Mark Musen, M.D., Ph.D. - Stanford University Musen directs CEDAR, one of the 11 centers of excellence founded under the NIH Big Data to Knowledge initiative, dedicated to improving metadata to aid search and discovery of scientific data sets. He has more than 30 years of professional experience in the areas of biomedical informatics, intelligent systems, and human-computer interaction. Musen led the Informatics Topic Advisory Group for WHO’s development of the latest revision of the International Classification of Diseases (ICD-11), and he has advised several groups in the development of major international data standards. He is an elected member of ASCI, AAP, ACMI, and NAM.

Cynthia Hudson-Vitale - Data Services Coordinator, Washington University in St. Louis Hudson-Vitale leads outreach and engagement for the SHARE initiative while serving as a Visiting Program Officer for the Association of Research Libraries. In this role, Hudson-Vitale developed and led community engagement programs that brought together 35 institutions to enhance local scholarly metadata and act as force multipliers for enriching metadata among additional institutions. Additionally, she has worked extensively with the Washington University Institute for Clinical and Translational Sciences to improve metadata and data quality for evolving/dynamic health data. She received her Master’s degree in Library and Information Science in 2009.
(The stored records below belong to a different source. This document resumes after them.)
//! Field values carried by rows.
//!
//! Raw log tokens start life as `Str`; commands that compute (stats,
//! timechart, functions) produce `Int`/`Float`. Timestamps are `Int` epoch
//! milliseconds.

use std::cmp::Ordering;
use std::fmt;

use serde::{Deserialize, Serialize};

#[derive(Debug, Clone, PartialEq, Serialize, Deserialize)]
pub enum Value {
    Null,
    Bool(bool),
    Int(i64),
    Float(f64),
    Str(String),
}

impl Value {
    pub fn str(s: impl Into<String>) -> Self {
        Value::Str(s.into())
    }

    pub fn is_null(&self) -> bool {
        matches!(self, Value::Null)
    }

    /// Numeric view of the value. Strings are parsed, so `"42"` from a raw
    /// record aggregates the same way as `Int(42)`.
    pub fn as_f64(&self) -> Option<f64> {
        match self {
            Value::Int(i) => Some(*i as f64),
            Value::Float(f) => Some(*f),
            Value::Str(s) => s.trim().parse::<f64>().ok(),
            Value::Bool(_) | Value::Null => None,
        }
    }

    /// Integer view of the value, used for timestamps and limits.
    pub fn as_i64(&self) -> Option<i64> {
        match self {
            Value::Int(i) => Some(*i),
            Value::Float(f) if f.is_finite() => Some(*f as i64),
            Value::Str(s) => s.trim().parse::<i64>().ok(),
            _ => None,
        }
    }

    pub fn as_str(&self) -> Option<&str> {
        match self {
            Value::Str(s) => Some(s),
            _ => None,
        }
    }

    /// Parse a query literal: quoted text stays a string, otherwise try
    /// bool, integer, float, then fall back to a bare string.
    pub fn parse_literal(lit: &str) -> Value {
        let lit = lit.trim();
        if lit.len() >= 2 && lit.starts_with('"') && lit.ends_with('"') {
            return Value::Str(lit[1..lit.len() - 1].to_string());
        }
        if lit.eq_ignore_ascii_case("null") {
            return Value::Null;
        }
        if let Ok(b) = lit.parse::<bool>() {
            return Value::Bool(b);
        }
        if let Ok(i) = lit.parse::<i64>() {
            return Value::Int(i);
        }
        if let Ok(f) = lit.parse::<f64>() {
            return Value::Float(f);
        }
        Value::Str(lit.to_string())
    }

    /// Total order used by sort and comparisons.
    ///
    /// Nulls first; numbers (including numeric strings) compare numerically;
    /// everything else falls back to type rank, then natural order.
    pub fn total_cmp(&self, other: &Value) -> Ordering {
        use Value::*;
        match (self, other) {
            (Null, Null) => Ordering::Equal,
            (Null, _) => Ordering::Less,
            (_, Null) => Ordering::Greater,
            (Bool(a), Bool(b)) => a.cmp(b),
            (Int(a), Int(b)) => a.cmp(b),
            (Str(a), Str(b)) => match (a.parse::<f64>(), b.parse::<f64>()) {
                (Ok(x), Ok(y)) => float_cmp(x, y),
                _ => a.cmp(b),
            },
            _ => match (self.as_f64(), other.as_f64()) {
                (Some(x), Some(y)) => float_cmp(x, y),
                _ => type_rank(self).cmp(&type_rank(other)),
            },
        }
    }

    pub fn to_json(&self) -> serde_json::Value {
        match self {
            Value::Null => serde_json::Value::Null,
            Value::Bool(b) => serde_json::Value::Bool(*b),
            Value::Int(i) => serde_json::Value::from(*i),
            Value::Float(f) => serde_json::Value::from(*f),
            Value::Str(s) => serde_json::Value::String(s.clone()),
        }
    }

    /// Rough in-memory footprint, used for buffer budgeting.
    pub fn approx_bytes(&self) -> usize {
        match self {
            Value::Str(s) => 24 + s.len(),
            _ => 16,
        }
    }
}

impl fmt::Display for Value {
    fn fmt(&self, f: &mut fmt::Formatter<'_>) -> fmt::Result {
        match self {
            Value::Null => write!(f, "null"),
            Value::Bool(b) => write!(f, "{b}"),
            Value::Int(i) => write!(f, "{i}"),
            Value::Float(x) => write!(f, "{x}"),
            Value::Str(s) => write!(f, "{s}"),
        }
    }
}

impl From<&str> for Value {
    fn from(s: &str) -> Self {
        Value::Str(s.to_string())
    }
}

impl From<String> for Value {
    fn from(s: String) -> Self {
        Value::Str(s)
    }
}

impl From<i64> for Value {
    fn from(i: i64) -> Self {
        Value::Int(i)
    }
}

impl From<f64> for Value {
    fn from(f: f64) -> Self {
        Value::Float(f)
    }
}

impl From<bool> for Value {
    fn from(b: bool) -> Self {
        Value::Bool(b)
    }
}

fn float_cmp(x: f64, y: f64) -> Ordering {
    if x.is_nan() && y.is_nan() {
        Ordering::Equal
    } else if x.is_nan() {
        Ordering::Greater
    } else if y.is_nan() {
        Ordering::Less
    } else {
        x.partial_cmp(&y).unwrap_or(Ordering::Equal)
    }
}

fn type_rank(v: &Value) -> u8 {
    match v {
        Value::Null => 0,
        Value::Bool(_) => 1,
        Value::Int(_) | Value::Float(_) => 2,
        Value::Str(_) => 3,
    }
}
//! Terminal command of every bound chain.
//!
//! `ResultSink` materializes the header fields of each row it receives and
//! hands the row to a `RowConsumer`. The raw record is kept only when there
//! is no header to extract fields from.

use std::io::Write;
use std::sync::{Arc, Mutex};

use logq_commands::{Command, CommandCore, CommandError, Result};
use logq_core::row::Row;
use logq_io::JsonlWriter;

/// Where result rows go.
pub trait RowConsumer: Send {
    fn consume(&mut self, row: Row) -> Result<()>;

    /// Called once, when the sink ends.
    fn finish(&mut self) -> Result<()> {
        Ok(())
    }
}

pub struct ResultSink {
    core: CommandCore,
    consumer: Box<dyn RowConsumer>,
    rows: u64,
}

impl ResultSink {
    pub fn new(consumer: Box<dyn RowConsumer>) -> Self {
        Self {
            core: CommandCore::new(),
            consumer,
            rows: 0,
        }
    }

    /// Rows handed to the consumer.
    pub fn rows(&self) -> u64 {
        self.rows
    }
}

impl Command for ResultSink {
    fn name(&self) -> &'static str {
        "sink"
    }

    fn core(&self) -> &CommandCore {
        &self.core
    }

    fn core_mut(&mut self) -> &mut CommandCore {
        &mut self.core
    }

    fn push(&mut self, mut row: Row) -> Result<()> {
        if let Some(header) = self.core.header().cloned() {
            for field in header.iter() {
                row.resolve(Some(&header[..]), field);
            }
            row.set_raw(None);
        }
        self.rows += 1;
        self.consumer.consume(row)
    }

    fn on_eof(&mut self) -> Result<()> {
        tracing::debug!(rows = self.rows, "result sink finished");
        self.consumer.finish()
    }
}

/// Keeps every row in memory. Clones share the same rows.
#[derive(Clone, Default)]
pub struct CollectRows {
    rows: Arc<Mutex<Vec<Row>>>,
}

impl CollectRows {
    pub fn new() -> Self {
        Self::default()
    }

    /// Copy of the rows collected so far.
    pub fn rows(&self) -> Vec<Row> {
        self.rows.lock().map(|r| r.clone()).unwrap_or_default()
    }

    pub fn len(&self) -> usize {
        self.rows.lock().map(|r| r.len()).unwrap_or(0)
    }

    pub fn is_empty(&self) -> bool {
        self.len() == 0
    }
}

impl RowConsumer for CollectRows {
    fn consume(&mut self, row: Row) -> Result<()> {
        self.rows
            .lock()
            .map_err(|_| CommandError::Exec("result rows lock poisoned".into()))?
            .push(row);
        Ok(())
    }
}

/// Streams rows as JSON lines.
pub struct JsonlRows<W: Write + Send> {
    writer: JsonlWriter<W>,
}

impl<W: Write + Send> JsonlRows<W> {
    pub fn new(writer: JsonlWriter<W>) -> Self {
        Self { writer }
    }
}

impl<W: Write + Send> RowConsumer for JsonlRows<W> {
    fn consume(&mut self, row: Row) -> Result<()> {
        self.writer
            .write_row(&row)
            .map_err(|e| CommandError::Storage(e.into()))
    }

    fn finish(&mut self) -> Result<()> {
        tracing::debug!(rows = self.writer.rows_written(), "jsonl output flushed");
        self.writer
            .flush()
            .map_err(|e| CommandError::Storage(e.into()))
    }
}
use logq_commands::commands::{Lookup, LookupOutput};

use super::Parsed;
use crate::error::RegistrationError;
use crate::lexer::TokenKind;
use crate::syntax::{QueryParser, Stage, Syntax};

pub struct LookupParser;

impl QueryParser for LookupParser {
    fn name(&self) -> &'static str {
        "lookup"
    }

    fn add_syntax(&self, syntax: &mut Syntax) -> Result<(), RegistrationError> {
        syntax.add("lookup", parse)
    }
}

/// `lookup <name> <src> [as <key>] output <field> [as <alias>][, ...]`
fn parse(stage: &mut Stage<'_>) -> Parsed {
    let table = stage.expect_value("lookup table name")?;
    let src = stage.expect_word("source field")?;
    let key = if stage.eat_word("as") {
        Some(stage.expect_word("key field")?.text)
    } else {
        None
    };
    if !stage.eat_word("output") {
        return Err(stage.error_here("expected 'output'"));
    }
    let mut outputs = Vec::new();
    loop {
        let field = stage.expect_word("output field")?.text;
        let alias = if stage.eat_word("as") {
            stage.expect_word("alias")?.text
        } else {
            field.clone()
        };
        outputs.push(LookupOutput { field, alias });
        if !stage.eat(TokenKind::Comma) {
            break;
        }
    }
    stage.finish()?;
    Ok(Box::new(Lookup::new(table.text, src.text, key, outputs)))
}
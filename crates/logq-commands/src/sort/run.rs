//! Run generation for the sort reducer.
//!
//! Rows accumulate in memory (charged to the query budget) until the run
//! reaches `max_rows` or the budget refuses; the run is then sorted and
//! written to spill as a sequence of segments. Without a spill backend the
//! generator simply keeps everything in memory.

use std::sync::{Arc, Mutex, MutexGuard};

use logq_core::id::SpillId;
use logq_core::row::Row;
use logq_core::value::Value;
use logq_mem::spill::SegmentMeta;
use logq_mem::{BufferEnv, Reservation, SpillManager};

use crate::error::{CommandError, Result};

use super::{compare_keys, SortKey};

/// Rows per spill segment inside one run; the merge reads a run one
/// segment at a time.
pub const RUN_SEGMENT_ROWS: usize = 1024;

/// A row with its sort key values resolved.
#[derive(Debug, Clone)]
pub struct Keyed {
    pub keys: Vec<Value>,
    pub row: Row,
}

/// A sorted run on spill storage.
#[derive(Debug, Clone)]
pub struct RunMeta {
    pub rows: u64,
    pub segments: Vec<SegmentMeta>,
}

pub(crate) fn lock_spill(spill: &Arc<Mutex<SpillManager>>) -> Result<MutexGuard<'_, SpillManager>> {
    spill.lock().map_err(|_| {
        CommandError::Spill(logq_mem::error::Error::Storage(
            "spill manager lock poisoned".into(),
        ))
    })
}

pub struct RunGenerator {
    keys: Arc<[SortKey]>,
    env: BufferEnv,
    spill_id: Option<SpillId>,
    next_seq: u32,
    pending: Vec<Keyed>,
    max_rows: usize,
    reservation: Reservation,
    runs: Vec<RunMeta>,
}

impl RunGenerator {
    pub fn new(keys: Arc<[SortKey]>, env: BufferEnv, max_rows: usize) -> Self {
        let reservation = env.budget.empty_reservation("sort");
        Self {
            keys,
            env,
            spill_id: None,
            next_seq: 0,
            pending: Vec::new(),
            max_rows: max_rows.max(1),
            reservation,
            runs: Vec::new(),
        }
    }

    pub fn runs(&self) -> &[RunMeta] {
        &self.runs
    }

    pub fn pending_rows(&self) -> usize {
        self.pending.len()
    }

    /// Add one row; may spill the current run.
    pub fn add(&mut self, keyed: Keyed) -> Result<()> {
        let bytes = keyed.row.approx_bytes()
            + keyed.keys.iter().map(Value::approx_bytes).sum::<usize>();
        if !self.reservation.try_grow(bytes) {
            if self.env.can_spill() && !self.pending.is_empty() {
                self.flush_run()?;
            }
            if !self.reservation.try_grow(bytes) {
                let budget = &self.env.budget;
                return Err(CommandError::Spill(logq_mem::error::Error::BudgetExceeded {
                    tag: "sort",
                    requested: bytes,
                    capacity: budget.capacity(),
                    used: budget.used(),
                }));
            }
        }
        self.pending.push(keyed);
        if self.pending.len() >= self.max_rows && self.env.can_spill() {
            self.flush_run()?;
        }
        Ok(())
    }

    /// Sort the pending rows in place (stable).
    fn sort_pending(&mut self) {
        let keys = Arc::clone(&self.keys);
        self.pending
            .sort_by(|a, b| compare_keys(&keys, &a.keys, &b.keys));
    }

    fn flush_run(&mut self) -> Result<()> {
        if self.pending.is_empty() {
            return Ok(());
        }
        let Some(spill) = self.env.spill.clone() else {
            return Ok(());
        };
        self.sort_pending();
        let rows: Vec<Row> = std::mem::take(&mut self.pending)
            .into_iter()
            .map(|k| k.row)
            .collect();

        let mut mgr = lock_spill(&spill)?;
        let spill_id = *self.spill_id.get_or_insert_with(|| mgr.next_spill_id());
        let mut segments = Vec::with_capacity(rows.len().div_ceil(RUN_SEGMENT_ROWS));
        for chunk in rows.chunks(RUN_SEGMENT_ROWS) {
            match mgr.write_rows(chunk, spill_id, self.next_seq) {
                Ok(meta) => segments.push(meta),
                Err(e) => {
                    for meta in &segments {
                        let _ = mgr.delete_segment(&meta.name);
                    }
                    return Err(e.into());
                }
            }
            self.next_seq += 1;
        }
        drop(mgr);

        tracing::debug!(
            run = self.runs.len(),
            rows = rows.len(),
            segments = segments.len(),
            "sort run spilled"
        );
        self.runs.push(RunMeta {
            rows: rows.len() as u64,
            segments,
        });
        self.reservation.clear();
        Ok(())
    }

    /// Finish the input. Returns the in-memory rows already sorted when
    /// nothing was spilled; otherwise spills the last run and returns the
    /// runs to merge.
    pub fn finish(mut self) -> Result<Finished> {
        if self.runs.is_empty() {
            self.sort_pending();
            let rows = std::mem::take(&mut self.pending);
            return Ok(Finished::InMemory(rows));
        }
        self.flush_run()?;
        Ok(Finished::Runs(std::mem::take(&mut self.runs)))
    }

    /// Delete every spilled segment (used when the sort is abandoned).
    pub fn discard(mut self) -> Result<()> {
        self.delete_runs()
    }

    fn delete_runs(&mut self) -> Result<()> {
        let runs = std::mem::take(&mut self.runs);
        if let Some(spill) = self.env.spill.as_ref() {
            let mut mgr = lock_spill(spill)?;
            for meta in runs.iter().flat_map(|r| r.segments.iter()) {
                mgr.delete_segment(&meta.name)?;
            }
        }
        Ok(())
    }
}

impl Drop for RunGenerator {
    fn drop(&mut self) {
        if let Err(e) = self.delete_runs() {
            tracing::warn!(error = %e, "failed to delete sort runs");
        }
    }
}

pub enum Finished {
    InMemory(Vec<Keyed>),
    Runs(Vec<RunMeta>),
}
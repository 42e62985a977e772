use std::collections::BTreeMap;

use logq_commands::commands::OptionCmd;

use super::Parsed;
use crate::error::RegistrationError;
use crate::syntax::{QueryParser, Stage, Syntax};

pub struct OptionParser;

impl QueryParser for OptionParser {
    fn name(&self) -> &'static str {
        "option"
    }

    fn add_syntax(&self, syntax: &mut Syntax) -> Result<(), RegistrationError> {
        syntax.add("option", parse)
    }
}

/// `option k=v [k=v]...`; keys are lower-cased.
fn parse(stage: &mut Stage<'_>) -> Parsed {
    let mut options = BTreeMap::new();
    loop {
        let key = stage.expect_word("option name")?;
        let eq = stage.next_token();
        if !eq.as_ref().is_some_and(|t| t.is_op("=")) {
            let at = eq.map_or(key.offset + key.text.len(), |t| t.offset);
            return Err(stage.error_at(at, "expected '='"));
        }
        let value = stage.expect_value(&format!("value for {}", key.text))?;
        let name = key.text.to_ascii_lowercase();
        if options.insert(name.clone(), value.text).is_some() {
            return Err(stage.error_at(key.offset, format!("duplicate option '{name}'")));
        }
        if stage.at_end() {
            break;
        }
    }
    Ok(Box::new(OptionCmd::new(options)))
}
Rick Johnson - Co-Director of Digital Initiatives and Scholarship, University of Notre Dame Johnson directs the design and development of the university’s Hesburgh libraries' data curation and digital library solutions. Johnson is a Visiting Program Officer for the Association of Research Libraries SHARE project to develop partnerships and serve as technical advisor to develop metadata models and technical infrastructure to improve data sharing and metadata alignment across research systems. Johnson contributes to several other collaborations including DASPOS (Data and Software Preservation for Open Science), the multi-institutional Samvera (Hydra) collaboration, steered development of an ORCID plug-in for Hydra, and is a participating member of the Research Data Alliance.

Judy Ruttenberg - Program Director for Strategic Initiatives, Association of Research Libraries Ruttenberg has held this position since 2011. Her portfolio at ARL focuses on key transformations in research library organization and staffing to support member library priorities in such areas as research data management. She is also the co-director of the SHARE initiative, a partnership between ARL and COS to aggregate research metadata. Ms. Ruttenberg has been a Program Officer at the Triangle Research Libraries Network.